To systematically review models of post-ICU clinics, examine barriers and facilitators to their implementation, and explore their potential applicability in LMICs.

Methods

This review was prospectively registered with PROSPERO (CRD42024536147) and conducted according to PRISMA guidelines. A comprehensive search of Medline, Embase, and CINAHL was completed on April 24, 2024. Studies published after 2000 describing adult post-ICU clinic models addressing PICS were included. Nineteen studies—comprising randomized controlled trials, observational studies, and quasi-experimental designs—met inclusion criteria. Risk of bias was assessed using the Joanna Briggs Institute checklists. Thematic synthesis was guided by the Consolidated Framework for Implementation Research (CFIR).

Results

Three primary models emerged: (1) hospital-based physical interviews (2), hybrid models incorporating both in-person and telehealth consultations, and (3) fully remote models using telehealth or home visits.
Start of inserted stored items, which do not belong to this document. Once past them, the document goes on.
//! Identity provider abstraction.
//!
//! The provider is passed explicitly to whatever needs the caller's address.
//! Address changes are delivered through a `watch` subscription so holders of
//! a cached identity can invalidate it.

use crate::model::Address;
use async_trait::async_trait;
use tokio::sync::watch;
use tokio_stream::wrappers::WatchStream;

/// Result type for identity operations.
pub type IdentityResult<T> = Result<T, IdentityError>;

/// Identity provider errors.
#[derive(Debug, Clone, PartialEq, Eq, thiserror::Error)]
pub enum IdentityError {
    #[error("No identity is bound")]
    Unavailable,

    #[error("Identity request rejected: {0}")]
    Rejected(String),
}

/// Supplies the caller's stable pseudonymous address.
#[async_trait]
pub trait IdentityProvider: Send + Sync {
    /// Currently bound address, if any. Never prompts.
    fn current_address(&self) -> Option<Address>;

    /// Ask for an address, possibly prompting a human.
    ///
    /// Slow and cancellable: dropping the future abandons the request.
    async fn request_address(&self) -> IdentityResult<Address>;

    /// Subscribe to address changes. The receiver starts at the current value.
    fn subscribe(&self) -> watch::Receiver<Option<Address>>;
}

/// Stream of address changes, starting with the current value.
pub fn address_changes(provider: &dyn IdentityProvider) -> WatchStream<Option<Address>> {
    WatchStream::new(provider.subscribe())
}
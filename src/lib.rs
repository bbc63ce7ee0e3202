//! Ledgerfeed - ledger-indexed news submission and verification
//!
//! Authors submit articles; each is scored for credibility, stored in a
//! content-addressed store, and indexed on an append-only ledger. Readers get
//! a newest-first feed joining the ledger index with stored content.
//!
//! Key principles:
//! - The ledger is authoritative for title, author and timestamp
//! - Content is stored before it is indexed; orphans are never visible
//! - Scoring is an enrichment, never a blocker
//! - One unreadable item never fails the feed

pub mod config;
pub mod fanout;
pub mod identity;
pub mod ledger;
pub mod model;
pub mod pipeline;
pub mod retry;
pub mod scorer;
pub mod service;
pub mod store;

pub use service::{Backends, Newsroom, NewsroomSettings};
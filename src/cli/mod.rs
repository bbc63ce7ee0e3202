use clap::{ArgGroup, Parser, Subcommand};
use ledgerfeed::config::{default_config_path, LedgerfeedConfig};
use ledgerfeed::Newsroom;
use std::path::PathBuf;
use tracing_subscriber::EnvFilter;

pub mod feed;
pub mod init_config;
pub mod render;
pub mod show;
pub mod submit;
pub mod version;

#[derive(Parser)]
#[command(name = "ledgerfeed")]
#[command(version = env!("CARGO_PKG_VERSION"))]
#[command(about = "Submit and browse ledger-indexed news", long_about = None)]
pub struct Cli {
    /// Path to config file (default: ~/.config/ledgerfeed/config.toml)
    #[arg(long, global = true)]
    pub config: Option<String>,

    /// Log level override (trace, debug, info, warn, error)
    #[arg(long, global = true)]
    pub log_level: Option<String>,

    #[command(subcommand)]
    pub command: Commands,
}

#[derive(Subcommand)]
pub enum Commands {
    /// Score, store and index a new article
    #[command(group(ArgGroup::new("content").required(true).args(["body", "file", "link"])))]
    Submit {
        /// Article title
        #[arg(long)]
        title: String,

        /// Article text
        #[arg(long)]
        body: Option<String>,

        /// Attach a file instead of text (recorded by name)
        #[arg(long)]
        file: Option<String>,

        /// Submit an external link instead of text
        #[arg(long)]
        link: Option<String>,
    },

    /// List the feed, newest first
    Feed {
        /// Case-insensitive search over title and body
        #[arg(long)]
        search: Option<String>,

        /// Only entries scored as likely true
        #[arg(long, conflicts_with = "unverified")]
        verified: bool,

        /// Only entries below the verified threshold
        #[arg(long)]
        unverified: bool,

        /// Minimum credibility score (0.0 - 1.0)
        #[arg(long)]
        min_score: Option<f64>,

        /// Keep running and print entries as they are committed
        #[arg(long)]
        follow: bool,
    },

    /// Show one entry by content reference
    Show {
        /// Content reference, e.g. sha256://<hash> or ipfs://<cid>
        content_ref: String,
    },

    /// Write a default config file
    InitConfig {
        /// Overwrite an existing file
        #[arg(long)]
        force: bool,
    },

    /// Display version information
    Version,
}

pub async fn execute(cli: Cli) -> Result<(), Box<dyn std::error::Error>> {
    let config_path = cli
        .config
        .map(PathBuf::from)
        .unwrap_or_else(default_config_path);

    match cli.command {
        Commands::InitConfig { force } => {
            init_logging(cli.log_level.as_deref().unwrap_or("warn"));
            init_config::execute(&config_path, force)
        }
        Commands::Version => {
            version::execute();
            Ok(())
        }
        command => {
            let config = LedgerfeedConfig::load(&config_path)?;
            init_logging(cli.log_level.as_deref().unwrap_or(&config.logging.level));
            let newsroom = Newsroom::new(config.backends()?, config.settings());

            match command {
                Commands::Submit {
                    title,
                    body,
                    file,
                    link,
                } => submit::execute(&newsroom, &config, title, body, file, link).await,
                Commands::Feed {
                    search,
                    verified,
                    unverified,
                    min_score,
                    follow,
                } => {
                    feed::execute(
                        &newsroom, &config, search, verified, unverified, min_score, follow,
                    )
                    .await
                }
                Commands::Show { content_ref } => show::execute(&newsroom, &config, content_ref).await,
                Commands::InitConfig { .. } | Commands::Version => Ok(()),
            }
        }
    }
}

/// Logs go to stderr so command output stays clean; `RUST_LOG` wins over `level`.
fn init_logging(level: &str) {
    let filter = EnvFilter::try_from_default_env().unwrap_or_else(|_| EnvFilter::new(level));
    let _ = tracing_subscriber::fmt()
        .with_env_filter(filter)
        .with_writer(std::io::stderr)
        .try_init();
}

#[cfg(test)]
mod tests {
    use super::*;

    #[test]
    fn test_cli_parse_submit_text() {
        let cli = Cli::parse_from(["ledgerfeed", "submit", "--title", "A", "--body", "B"]);

        match cli.command {
            Commands::Submit {
                title,
                body,
                file,
                link,
            } => {
                assert_eq!(title, "A");
                assert_eq!(body, Some("B".to_string()));
                assert!(file.is_none());
                assert!(link.is_none());
            }
            _ => panic!("Expected Submit command"),
        }
    }

    #[test]
    fn test_cli_submit_requires_exactly_one_content() {
        assert!(Cli::try_parse_from(["ledgerfeed", "submit", "--title", "A"]).is_err());
        assert!(Cli::try_parse_from([
            "ledgerfeed",
            "submit",
            "--title",
            "A",
            "--body",
            "B",
            "--link",
            "https://example.org"
        ])
        .is_err());
    }

    #[test]
    fn test_cli_parse_feed_defaults() {
        let cli = Cli::parse_from(["ledgerfeed", "feed"]);

        match cli.command {
            Commands::Feed {
                search,
                verified,
                unverified,
                min_score,
                follow,
            } => {
                assert!(search.is_none());
                assert!(!verified);
                assert!(!unverified);
                assert!(min_score.is_none());
                assert!(!follow);
            }
            _ => panic!("Expected Feed command"),
        }
    }

    #[test]
    fn test_cli_parse_feed_with_filters() {
        let cli = Cli::parse_from([
            "ledgerfeed",
            "--config",
            "/etc/ledgerfeed.toml",
            "feed",
            "--search",
            "flood",
            "--verified",
            "--min-score",
            "0.6",
        ]);

        assert_eq!(cli.config, Some("/etc/ledgerfeed.toml".to_string()));
        match cli.command {
            Commands::Feed {
                search,
                verified,
                min_score,
                ..
            } => {
                assert_eq!(search, Some("flood".to_string()));
                assert!(verified);
                assert_eq!(min_score, Some(0.6));
            }
            _ => panic!("Expected Feed command"),
        }
    }

    #[test]
    fn test_cli_feed_verified_conflicts_with_unverified() {
        assert!(Cli::try_parse_from(["ledgerfeed", "feed", "--verified", "--unverified"]).is_err());
    }

    #[test]
    fn test_cli_parse_show() {
        let cli = Cli::parse_from(["ledgerfeed", "show", "sha256://abc"]);

        match cli.command {
            Commands::Show { content_ref } => assert_eq!(content_ref, "sha256://abc"),
            _ => panic!("Expected Show command"),
        }
    }

    #[test]
    fn test_cli_parse_init_config() {
        let cli = Cli::parse_from(["ledgerfeed", "init-config", "--force"]);
        assert!(matches!(cli.command, Commands::InitConfig { force: true }));
    }

    #[test]
    fn test_cli_parse_version() {
        let cli = Cli::parse_from(["ledgerfeed", "version"]);
        assert!(matches!(cli.command, Commands::Version));
    }
}
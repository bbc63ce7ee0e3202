//! Caller identity.
//!
//! - `IdentityProvider` trait with an explicit address-changed subscription
//! - `ConfiguredIdentity` for the operator CLI
//! - `MockIdentity` for tests

pub mod configured;
pub mod mock;
pub mod traits;

pub use configured::ConfiguredIdentity;
pub use mock::MockIdentity;
pub use traits::{address_changes, IdentityError, IdentityProvider, IdentityResult};
//! Feed aggregator: the read path.
//!
//! Lists every index record, resolves each to its stored content concurrently,
//! and sorts newest first. A record whose content cannot be fetched stays in
//! the feed as a degraded entry; only a failure to enumerate the ledger fails
//! the whole build. Filters narrow the sorted feed and never reorder it.

use crate::fanout::resolve_ordered;
use crate::ledger::{LedgerClient, LedgerError};
use crate::model::{ContentRef, FeedEntry, IndexRecord, Verdict};
use crate::store::ContentStoreClient;
use tracing::{debug, warn};

/// Verification-state selection.
#[derive(Debug, Clone, Copy, PartialEq, Eq, Default)]
pub enum VerificationFilter {
    #[default]
    All,
    /// Score at or above [`Verdict::VERIFIED_THRESHOLD`].
    Verified,
    /// Score below [`Verdict::VERIFIED_THRESHOLD`].
    Unverified,
}

/// Caller-supplied feed predicates. The default matches everything.
#[derive(Debug, Clone, Default, PartialEq)]
pub struct FeedFilter {
    /// Case-insensitive substring matched against title or body.
    pub search: Option<String>,
    /// Minimum credibility score, inclusive.
    pub min_score: Option<f64>,
    pub verification: VerificationFilter,
}

impl FeedFilter {
    pub fn matches(&self, entry: &FeedEntry) -> bool {
        if let Some(term) = self.search.as_deref().map(str::trim).filter(|t| !t.is_empty()) {
            let term = term.to_lowercase();
            if !entry.title.to_lowercase().contains(&term)
                && !entry.body.to_lowercase().contains(&term)
            {
                return false;
            }
        }

        let score = entry.credibility_score.value();
        if let Some(min) = self.min_score {
            if score < min {
                return false;
            }
        }

        match self.verification {
            VerificationFilter::All => true,
            VerificationFilter::Verified => score >= Verdict::VERIFIED_THRESHOLD,
            VerificationFilter::Unverified => score < Verdict::VERIFIED_THRESHOLD,
        }
    }

    /// Matching entries, in their original order.
    pub fn apply(&self, entries: &[FeedEntry]) -> Vec<FeedEntry> {
        entries.iter().filter(|e| self.matches(e)).cloned().collect()
    }
}

/// Whole-feed failure: the ledger could not be enumerated.
#[derive(Debug, Clone, PartialEq, Eq, thiserror::Error)]
pub enum FeedError {
    #[error("Failed to enumerate ledger: {0}")]
    Ledger(#[from] LedgerError),
}

impl FeedError {
    pub fn is_retryable(&self) -> bool {
        match self {
            FeedError::Ledger(e) => e.is_retryable(),
        }
    }
}

/// Single-entry lookup failure.
#[derive(Debug, Clone, PartialEq, Eq, thiserror::Error)]
pub enum EntryError {
    #[error("No index record references {0}")]
    NotFound(String),

    #[error("Failed to enumerate ledger: {0}")]
    Ledger(#[from] LedgerError),
}

impl EntryError {
    pub fn is_retryable(&self) -> bool {
        matches!(self, EntryError::Ledger(e) if e.is_retryable())
    }
}

/// A built feed plus the ledger position it covers.
#[derive(Debug, Clone, PartialEq)]
pub struct FeedSnapshot {
    pub entries: Vec<FeedEntry>,
    /// First sequence index not covered; a watch started here misses nothing.
    pub next_index: u64,
}

/// Joins the ledger index with stored content.
#[derive(Clone)]
pub struct FeedAggregator {
    ledger: LedgerClient,
    store: ContentStoreClient,
    fanout_limit: usize,
}

impl FeedAggregator {
    pub fn new(ledger: LedgerClient, store: ContentStoreClient, fanout_limit: usize) -> Self {
        Self {
            ledger,
            store,
            fanout_limit,
        }
    }

    /// Build the feed, newest first, optionally narrowed by `filter`.
    ///
    /// Side-effect free; repeated calls differ only if the ledger or store changed.
    pub async fn build_feed(&self, filter: Option<&FeedFilter>) -> Result<Vec<FeedEntry>, FeedError> {
        Ok(self.build_feed_snapshot(filter).await?.entries)
    }

    /// Like [`build_feed`](Self::build_feed), also reporting the position the
    /// feed was enumerated up to.
    pub async fn build_feed_snapshot(
        &self,
        filter: Option<&FeedFilter>,
    ) -> Result<FeedSnapshot, FeedError> {
        let next_index = self.ledger.count().await?;
        let records = self.ledger.list_prefix(next_index).await?;
        let mut entries = self.resolve(records).await;
        entries.sort_by(FeedEntry::feed_order);

        let degraded = entries.iter().filter(|e| e.is_degraded()).count();
        debug!(entries = entries.len(), degraded, next_index, "feed built");

        let entries = match filter {
            Some(filter) => filter.apply(&entries),
            None => entries,
        };
        Ok(FeedSnapshot {
            entries,
            next_index,
        })
    }

    /// Entry for a content reference (any scheme/path form).
    ///
    /// Only indexed content is visible; orphaned payloads are `NotFound`. With
    /// duplicate submissions the most recently committed record wins.
    pub async fn entry(&self, content_ref: &ContentRef) -> Result<FeedEntry, EntryError> {
        let records = self.ledger.list_all().await?;
        let record = records
            .into_iter()
            .filter(|r| r.content_ref.same_content(content_ref))
            .max_by_key(|r| r.sequence_index)
            .ok_or_else(|| EntryError::NotFound(content_ref.key().to_string()))?;

        Ok(self.resolve_record(record).await)
    }

    /// Resolve records to entries in input order, degrading per item.
    pub async fn resolve(&self, records: Vec<IndexRecord>) -> Vec<FeedEntry> {
        resolve_ordered(records, self.fanout_limit, |record| self.resolve_record(record)).await
    }

    /// Resolve one record; a store failure yields a degraded entry.
    pub async fn resolve_record(&self, record: IndexRecord) -> FeedEntry {
        match self.store.get(&record.content_ref).await {
            Ok(payload) => FeedEntry::resolved(record, payload),
            Err(e) => {
                warn!(
                    sequence_index = record.sequence_index,
                    content_ref = %record.content_ref,
                    error = %e,
                    "content unresolved, emitting degraded entry"
                );
                FeedEntry::degraded(record)
            }
        }
    }
}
Telehealth/home-visit models reported the highest mean attendance (88.7%), followed by hybrid (59%) and physical interview models (51.9%). Common barriers included resource constraints, transportation difficulties, limited awareness, inadequate insurance coverage, and poor interdisciplinary coordination. Facilitators included flexible scheduling, early stakeholder engagement, multidisciplinary team involvement, and use of telehealth technologies. While hybrid models appeared promising for LMICs due to their balance of accessibility and comprehensiveness, the evidence for clinical outcome benefit remains inconclusive, and questions about cost-effectiveness and sustainability persist.

Conclusion

Hybrid post-ICU clinic models may offer a feasible pathway for improving follow-up care in LMICs, especially when tailored to local constraints. However, their implementation must consider significant barriers, particularly related to funding and infrastructure, and be guided by emerging but still limited evidence on long-term patient outcomes. These findings aim to inform cautious, context-specific development of post-ICU care strategies in resource-limited settings.